Fahrenheit - Review
Fahrenheit is a game we had flagged as one to watch over a year ago when Vivendi announced the title at E3 2004. That deal fell through and Atari picked up the publishing duties later that year. Nearly a year later and the game is finally here, and Vivendi will be kicking themselves they didn't keep it in their stable. You see, this isn't just your typical adventure game with French developers Quantic Dream allowing you to actually play as three different characters; two cops investigating a murder, and also the murderer. It may sound confusing but you actually take turns in playing each of the three characters to unravel the mysterious storyline which is as follows...
|Note the cutaway scenes.|
For no apparent reason, ordinary people are randomly killing total strangers. Although there is no link between the murderers, they all seem to follow exactly the same ritual and pattern. Lucas Kane becomes one of these murderers when he kills a stranger in the men's room of a restaurant. Finding himself in control of Lucas, the player is haunted by strange visions and the desperate need to find out what is happening to him. At the same time he must keep one step ahead of the police, especially Inspector Carla Valenti and her teammate agent Tyler Miles.

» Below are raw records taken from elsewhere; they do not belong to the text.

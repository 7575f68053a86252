use sea_orm_migration::prelude::*;

#[derive(DeriveMigrationName)]
pub struct Migration;

#[async_trait::async_trait]
impl MigrationTrait for Migration {
    async fn up(&self, manager: &SchemaManager) -> Result<(), DbErr> {
        manager
            .create_table(
                Table::create()
                    .table(Profiles::Table)
                    .if_not_exists()
                    .col(ColumnDef::new(Profiles::Id).uuid().not_null().primary_key())
                    .col(
                        ColumnDef::new(Profiles::Username)
                            .string()
                            .not_null()
                            .unique_key(),
                    )
                    .col(ColumnDef::new(Profiles::DisplayName).string())
                    .col(ColumnDef::new(Profiles::AvatarUrl).string())
                    .to_owned(),
            )
            .await?;

        manager
            .create_table(
                Table::create()
                    .table(Content::Table)
                    .if_not_exists()
                    .col(ColumnDef::new(Content::Id).uuid().not_null().primary_key())
                    .col(ColumnDef::new(Content::CreatorId).uuid().not_null())
                    .col(ColumnDef::new(Content::Title).string().not_null())
                    .col(ColumnDef::new(Content::Description).text())
                    .col(ColumnDef::new(Content::ContentType).string().not_null())
                    .col(
                        ColumnDef::new(Content::ContentData)
                            .json_binary()
                            .not_null()
                            .default(Expr::cust("'{}'::jsonb")),
                    )
                    .col(
                        ColumnDef::new(Content::TierRequired)
                            .string()
                            .not_null()
                            .default("free"),
                    )
                    .col(
                        ColumnDef::new(Content::IsPublished)
                            .boolean()
                            .not_null()
                            .default(false),
                    )
                    .col(ColumnDef::new(Content::ScheduledPublishAt).timestamp_with_time_zone())
                    .col(
                        ColumnDef::new(Content::ViewCount)
                            .big_integer()
                            .not_null()
                            .default(0),
                    )
                    .col(
                        ColumnDef::new(Content::LikeCount)
                            .big_integer()
                            .not_null()
                            .default(0),
                    )
                    .col(
                        ColumnDef::new(Content::CommentCount)
                            .big_integer()
                            .not_null()
                            .default(0),
                    )
                    .col(
                        ColumnDef::new(Content::Tags)
                            .json_binary()
                            .not_null()
                            .default(Expr::cust("'[]'::jsonb")),
                    )
                    .col(
                        ColumnDef::new(Content::CreatedAt)
                            .timestamp_with_time_zone()
                            .not_null()
                            .default(Expr::current_timestamp()),
                    )
                    .col(
                        ColumnDef::new(Content::UpdatedAt)
                            .timestamp_with_time_zone()
                            .not_null()
                            .default(Expr::current_timestamp()),
                    )
                    .foreign_key(
                        ForeignKey::create()
                            .name("fk_content_creator")
                            .from(Content::Table, Content::CreatorId)
                            .to(Profiles::Table, Profiles::Id)
                            .on_delete(ForeignKeyAction::Cascade)
                            .on_update(ForeignKeyAction::Cascade),
                    )
                    .to_owned(),
            )
            .await?;

        // Creator listings and the global published feed, both newest first.
        manager
            .create_index(
                Index::create()
                    .name("idx_content_creator_created")
                    .table(Content::Table)
                    .col(Content::CreatorId)
                    .col(Content::CreatedAt)
                    .to_owned(),
            )
            .await?;

        manager
            .create_index(
                Index::create()
                    .name("idx_content_published_created")
                    .table(Content::Table)
                    .col(Content::IsPublished)
                    .col(Content::CreatedAt)
                    .to_owned(),
            )
            .await
    }

    async fn down(&self, manager: &SchemaManager) -> Result<(), DbErr> {
        manager
            .drop_table(Table::drop().table(Content::Table).to_owned())
            .await?;
        manager
            .drop_table(Table::drop().table(Profiles::Table).to_owned())
            .await
    }
}

#[derive(DeriveIden)]
enum Profiles {
    Table,
    Id,
    Username,
    DisplayName,
    AvatarUrl,
}

#[derive(DeriveIden)]
enum Content {
    Table,
    Id,
    CreatorId,
    Title,
    Description,
    ContentType,
    ContentData,
    TierRequired,
    IsPublished,
    ScheduledPublishAt,
    ViewCount,
    LikeCount,
    CommentCount,
    Tags,
    CreatedAt,
    UpdatedAt,
}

Fahrenheit is split up into smaller chunks, or chapters. At the beginning of each one you can select which character to control for that section of the game. If you choose Lucas Kane youw will continue on your quest to discover why you murdered someone for no apparent reason while also trying to keep your distance from the police. Playing as Carla or Tyler sees you investigating the murder, interrogating people and looking for clues. At some points you can switch between the two cops to work on clues together.
|Game over for you!|
This game is played from a third person perspective and really includes four main gameplay elements. As you move around locations icons will appear to trigger different actions such as opening doors, picking up items, closing windows and so on simply by pressing a direction on the right analogue stick. The second gameplay element is for more intense action such as fighting, playing basketball or sensing what other people are feeling you will need to enter into a series of rapid response mini-games. In this game two circles appear which correspond to the two analogue sticks on the PS2 controller. Your task is to match the directions highlighted as soon as possible, and in the correct sequence.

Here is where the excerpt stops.